Jagadish Chandra Bose first used crystals for radio wave detection in his 60 GHz microwave optics experiments at the University of Calcutta from 1894 to 1900.
Like other scientists since Hertz, Bose was investigating the similarity between radio waves and light by duplicating classic optics experiments with radio waves. For a receiver he first used a coherer consisting of a steel spring pressing against a metal surface with a current passing through it. Dissatisfied with this detector, around 1897 Bose measured the change in resistivity of dozens of metals and metal compounds exposed to microwaves.
He experimented with many substances as contact detectors, focusing on galena.

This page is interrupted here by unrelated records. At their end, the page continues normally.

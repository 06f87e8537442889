//! CLI binary for pagesmith.
//!
//! A thin shell over the library crate: it maps flags onto facade calls,
//! drives a progress bar from the event stream, and prints results. All
//! engine logic lives in the library.

use anyhow::{bail, Context, Result};
use clap::{Parser, Subcommand};
use indicatif::{ProgressBar, ProgressStyle};
use pagesmith::{Event, RequestFacade};
use std::path::PathBuf;
use std::time::Duration;
use tracing_subscriber::EnvFilter;

// ── ANSI colour helpers (no extra deps) ──────────────────────────────────────

fn green(s: &str) -> String {
    format!("\x1b[32m{s}\x1b[0m")
}
fn red(s: &str) -> String {
    format!("\x1b[31m{s}\x1b[0m")
}
fn dim(s: &str) -> String {
    format!("\x1b[2m{s}\x1b[0m")
}
fn bold(s: &str) -> String {
    format!("\x1b[1m{s}\x1b[0m")
}

#[derive(Parser)]
#[command(
    name = "pagesmith",
    version,
    about = "Recognize and transform document pages with a vision language model"
)]
struct Cli {
    /// Data directory for cache, history, and config.
    #[arg(long, env = "PAGESMITH_DATA_DIR", default_value = ".pagesmith")]
    data_dir: PathBuf,

    #[command(subcommand)]
    command: Command,
}

#[derive(Subcommand)]
enum Command {
    /// Recognize pages of a document (optionally transforming the result).
    Process {
        /// PDF or image file to process.
        input: PathBuf,

        /// Pages to process, e.g. "1-3,7" (default: all).
        #[arg(short, long)]
        pages: Option<String>,

        /// Transformation instruction; runs the AI stage after OCR.
        #[arg(long)]
        prompt: Option<String>,

        /// Include adjacent pages' text as context for the AI stage.
        #[arg(long)]
        context: bool,

        /// Ignore cached results and reprocess.
        #[arg(long)]
        force: bool,

        /// Write recognized text here instead of stdout.
        #[arg(short, long)]
        output: Option<PathBuf>,
    },

    /// List recent processing runs.
    History {
        #[arg(short, long, default_value_t = 20)]
        limit: usize,
    },

    /// Full-text search across all processed pages.
    Search {
        query: String,
        #[arg(short, long, default_value_t = 10)]
        limit: usize,
    },

    /// Probe platform dependencies.
    Check,
}

#[tokio::main]
async fn main() -> Result<()> {
    tracing_subscriber::fmt()
        .with_env_filter(EnvFilter::from_default_env())
        .with_writer(std::io::stderr)
        .init();

    let cli = Cli::parse();
    let facade = RequestFacade::builder(&cli.data_dir)
        .build()
        .context("failed to initialise engine")?;

    match cli.command {
        Command::Process {
            input,
            pages,
            prompt,
            context,
            force,
            output,
        } => run_process(&facade, input, pages, prompt, context, force, output).await,
        Command::History { limit } => run_history(&facade, limit),
        Command::Search { query, limit } => run_search(&facade, &query, limit),
        Command::Check => run_check(&facade),
    }
}

async fn run_process(
    facade: &RequestFacade,
    input: PathBuf,
    pages: Option<String>,
    prompt: Option<String>,
    context: bool,
    force: bool,
    output: Option<PathBuf>,
) -> Result<()> {
    let doc = facade
        .load_document(&input)
        .await
        .with_context(|| format!("failed to load {}", input.display()))?;
    eprintln!(
        "{} {} ({} pages)",
        bold("Loaded"),
        doc.title,
        doc.page_count
    );

    let selected = match pages.as_deref() {
        Some(spec) => parse_page_spec(spec, doc.page_count)?,
        None => (1..=doc.page_count).collect(),
    };

    let mut events = facade.subscribe();
    match prompt {
        Some(prompt) => {
            facade
                .process_full(selected.clone(), prompt, context, force)
                .await?
        }
        None => facade.process_pages(selected.clone(), force).await?,
    }

    let bar = ProgressBar::new(selected.len() as u64);
    bar.set_style(
        ProgressStyle::with_template(
            "{spinner:.cyan} [{bar:40.green/238}] {pos:>3}/{len} pages  ⏱ {elapsed_precise}",
        )
        .unwrap_or_else(|_| ProgressStyle::default_bar())
        .progress_chars("█▉▊▋▌▍▎▏  "),
    );
    bar.enable_steady_tick(Duration::from_millis(80));

    let mut errors = 0usize;
    loop {
        match events.recv().await {
            Event::PageProcessed {
                page_number,
                from_cache,
            } => {
                bar.inc(1);
                let note = if from_cache { dim("(cached)") } else { String::new() };
                bar.println(format!("  {} page {page_number} {note}", green("✓")));
            }
            Event::AiPageProcessed { page_number, .. } => {
                bar.println(format!("  {} page {page_number} transformed", green("✓")));
            }
            Event::ProcessingError { error } | Event::AiProcessingError { error } => {
                errors += 1;
                bar.println(format!("  {} {}", red("✗"), error));
            }
            Event::ProcessingComplete { processed, total }
            | Event::AiProcessingComplete { processed, total } => {
                bar.finish_and_clear();
                eprintln!(
                    "{} {processed}/{total} pages processed{}",
                    bold("Done:"),
                    if errors > 0 {
                        format!(", {errors} errors")
                    } else {
                        String::new()
                    }
                );
                break;
            }
            Event::ProcessingCancelled => {
                bar.finish_and_clear();
                bail!("processing was cancelled");
            }
            _ => {}
        }
    }

    let snapshot = facade.current_document().await?;
    let mut assembled = String::new();
    for page in &snapshot.pages {
        if !selected.contains(&page.number) {
            continue;
        }
        let text = if !page.ai_text.is_empty() {
            &page.ai_text
        } else {
            &page.ocr_text
        };
        if !text.is_empty() {
            assembled.push_str(text);
            assembled.push_str("\n\n");
        }
    }

    match output {
        Some(path) => {
            let written = facade.save_text_file(&assembled, &path)?;
            eprintln!("{} {}", bold("Wrote"), written.display());
        }
        None => print!("{assembled}"),
    }
    Ok(())
}

fn run_history(facade: &RequestFacade, limit: usize) -> Result<()> {
    let records = facade.history_list(limit)?;
    if records.is_empty() {
        eprintln!("no processing runs recorded yet");
        return Ok(());
    }
    for record in records {
        println!(
            "{:>5}  {:<10}  {:>4} pages  {:>8} tokens  {}  {}",
            record.id,
            record.status.as_str(),
            record.page_count,
            record.cost,
            record.started_at.format("%Y-%m-%d %H:%M"),
            record.document_name,
        );
    }
    Ok(())
}

fn run_search(facade: &RequestFacade, query: &str, limit: usize) -> Result<()> {
    let matches = facade.history_search(query, limit)?;
    if matches.is_empty() {
        eprintln!("no matches for {query:?}");
        return Ok(());
    }
    for hit in matches {
        println!(
            "{} {} {}",
            bold(&format!("{}#{}", hit.document_name, hit.page_number)),
            dim(&format!("(record {})", hit.record_id)),
            hit.snippet
        );
    }
    Ok(())
}

fn run_check(facade: &RequestFacade) -> Result<()> {
    let report = facade.check_system_dependencies();
    println!("{} {}/{}", bold("Platform:"), report.os, report.arch);
    for dep in report.dependencies {
        let mark = if dep.installed { green("✓") } else { red("✗") };
        let version = dep.version.map(|v| format!(" {v}")).unwrap_or_default();
        println!("  {mark} {}{version}  {}", dep.name, dim(&dep.description));
        if let Some(error) = dep.error {
            println!("      {}", red(&error));
        }
    }
    Ok(())
}

/// Parse "1-3,7,10-12" into sorted page numbers, validating the bounds.
fn parse_page_spec(spec: &str, total: u32) -> Result<Vec<u32>> {
    let mut pages = Vec::new();
    for part in spec.split(',').map(str::trim).filter(|p| !p.is_empty()) {
        match part.split_once('-') {
            Some((start, end)) => {
                let start: u32 = start.trim().parse().context("invalid page range")?;
                let end: u32 = end.trim().parse().context("invalid page range")?;
                if start == 0 || end < start || end > total {
                    bail!("page range {part} is outside 1..={total}");
                }
                pages.extend(start..=end);
            }
            None => {
                let page: u32 = part.parse().context("invalid page number")?;
                if page == 0 || page > total {
                    bail!("page {page} is outside 1..={total}");
                }
                pages.push(page);
            }
        }
    }
    pages.sort_unstable();
    pages.dedup();
    if pages.is_empty() {
        bail!("page selection {spec:?} is empty");
    }
    Ok(pages)
}

#[cfg(test)]
mod tests {
    use super::parse_page_spec;

    #[test]
    fn parses_ranges_and_singles() {
        assert_eq!(parse_page_spec("1-3,7", 10).unwrap(), vec![1, 2, 3, 7]);
        assert_eq!(parse_page_spec("5", 5).unwrap(), vec![5]);
        assert_eq!(parse_page_spec("3,1,2-3", 5).unwrap(), vec![1, 2, 3]);
    }

    #[test]
    fn rejects_out_of_range() {
        assert!(parse_page_spec("0", 5).is_err());
        assert!(parse_page_spec("6", 5).is_err());
        assert!(parse_page_spec("4-2", 5).is_err());
        assert!(parse_page_spec("", 5).is_err());
    }
}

His detectors consisted of a small galena crystal with a metal point contact pressed against it with a thumbscrew, mounted inside a closed waveguide ending in a horn antenna to collect the microwaves. Bose passed a current from a battery through the crystal, and used a galvanometer to measure it. When microwaves struck the crystal the galvanometer registered a drop in resistance of the detector. Thomas Lee has pointed out that this detector did not function as a rectifier like later crystal detectors, but as a thermal detector called a bolometer. At the time scientists thought that radio wave detectors functioned by some mechanism analogous to the way the eye detected light, and Bose found his detector was also sensitive to visible light and ultraviolet, leading him to call it an artificial retina. He patented the detector 30 September 1901. This is often considered the first patent on a semiconductor device.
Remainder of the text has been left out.